* ASSIGNMENT: Beginning with the first line of the material, set down each line exactly as written, up to and including the line with "so it is not".

* PROVIDED RECORDS:
=== Section Start ===
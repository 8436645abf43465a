//! Invalidation hooks for tenant and domain lifecycle events.
//!
//! Each hook translates one mutation into cache-key deletions. Hooks are
//! delete-only: a mutation never rewrites a cache entry, it removes the
//! entry so the next resolve repopulates from the store.
//!
//! Invalidation is keyed by the domain string, not the tenant's internal
//! id, because that is how the resolver indexes its entries. A tenant
//! mutation must fan out across all of the tenant's domains, since any of
//! them could currently serve a stale snapshot.

use std::sync::Arc;

use tenantry_core::{CacheError, Domain};
use tenantry_storage::{CacheBackend, DomainCacheKey};

/// Observers for the lifecycle of tenants and their domain records.
///
/// A failed delete is surfaced to the caller of the triggering mutation:
/// a successful mutation with a failed invalidation is the unsafe state
/// this layer refuses to produce silently.
pub struct InvalidationHooks<C: CacheBackend> {
    cache: Arc<C>,
}

impl<C: CacheBackend> InvalidationHooks<C> {
    /// Create hooks over a cache backend.
    pub fn new(cache: Arc<C>) -> Self {
        Self { cache }
    }

    /// Tenant attributes were updated: forget every domain the tenant
    /// currently owns.
    pub fn tenant_updated(&self, domains: &[Domain]) -> Result<(), CacheError> {
        self.forget_all(domains)
    }

    /// Tenant was deleted: forget every domain it owned, captured by the
    /// caller before the rows went away.
    pub fn tenant_deleted(&self, domains: &[Domain]) -> Result<(), CacheError> {
        self.forget_all(domains)
    }

    /// A domain record was created.
    ///
    /// Nothing can be cached under the brand-new key, so it is not
    /// touched. The tenant's pre-existing domains are forgotten because
    /// the tenant's key set changed and their snapshots may be stale.
    pub fn domain_created(&self, created: &Domain, siblings: &[Domain]) -> Result<(), CacheError> {
        for sibling in siblings {
            if sibling.domain_id != created.domain_id {
                self.forget(&sibling.domain)?;
            }
        }
        Ok(())
    }

    /// A domain record's string key changed: forget the old value. The
    /// new value has never been cached.
    pub fn domain_renamed(&self, old_domain: &str) -> Result<(), CacheError> {
        self.forget(old_domain)
    }

    /// A domain record was deleted: forget its key.
    pub fn domain_deleted(&self, domain: &Domain) -> Result<(), CacheError> {
        self.forget(&domain.domain)
    }

    fn forget(&self, domain: &str) -> Result<(), CacheError> {
        self.cache.forget(&DomainCacheKey::derive(domain))
    }

    fn forget_all(&self, domains: &[Domain]) -> Result<(), CacheError> {
        for record in domains {
            self.forget(&record.domain)?;
        }
        Ok(())
    }
}

impl<C: CacheBackend> Clone for InvalidationHooks<C> {
    fn clone(&self) -> Self {
        Self {
            cache: Arc::clone(&self.cache),
        }
    }
}
//! Tenantry Storage - Store Adapter and Cache Backend Seams
//!
//! Defines the two leaf abstractions the cached resolver sits between:
//! the uncached tenant store and the generic key-value cache backend.
//! In-memory implementations of both are provided; a real deployment
//! substitutes its own.

pub mod cache;
pub mod store;

pub use cache::{CacheBackend, CacheStats, DomainCacheKey, InMemoryCacheBackend};
pub use store::{InMemoryTenantStore, TenantStore};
=== Section End ===
* RESPONSE BELOW:
repository 8436645abf43465a
//! Invalidation hooks for tenant and domain lifecycle events.
//!
//! Each hook translates one mutation into cache-key deletions. Hooks are
//! delete-only: a mutation never rewrites a cache entry, it removes the
//! entry so the next resolve repopulates from the store.
//!
//! Invalidation is keyed by the domain string, not the tenant's internal
//! id, because that is how the resolver indexes its entries. A tenant
//! mutation must fan out across all of the tenant's domains, since any of
//! them could currently serve a stale snapshot.

use std::sync::Arc;

use tenantry_core::{CacheError, Domain};
use tenantry_storage::{CacheBackend, DomainCacheKey};

/// Observers for the lifecycle of tenants and their domain records.
///
/// A failed delete is surfaced to the caller of the triggering mutation:
/// a successful mutation with a failed invalidation is the unsafe state
/// this layer refuses to produce silently.
pub struct InvalidationHooks<C: CacheBackend> {
    cache: Arc<C>,
}

impl<C: CacheBackend> InvalidationHooks<C> {
    /// Create hooks over a cache backend.
    pub fn new(cache: Arc<C>) -> Self {
        Self { cache }
    }

    /// Tenant attributes were updated: forget every domain the tenant
    /// currently owns.
    pub fn tenant_updated(&self, domains: &[Domain]) -> Result<(), CacheError> {
        self.forget_all(domains)
    }

    /// Tenant was deleted: forget every domain it owned, captured by the
    /// caller before the rows went away.
    pub fn tenant_deleted(&self, domains: &[Domain]) -> Result<(), CacheError> {
        self.forget_all(domains)
    }

    /// A domain record was created.
    ///
    /// Nothing can be cached under the brand-new key, so it is not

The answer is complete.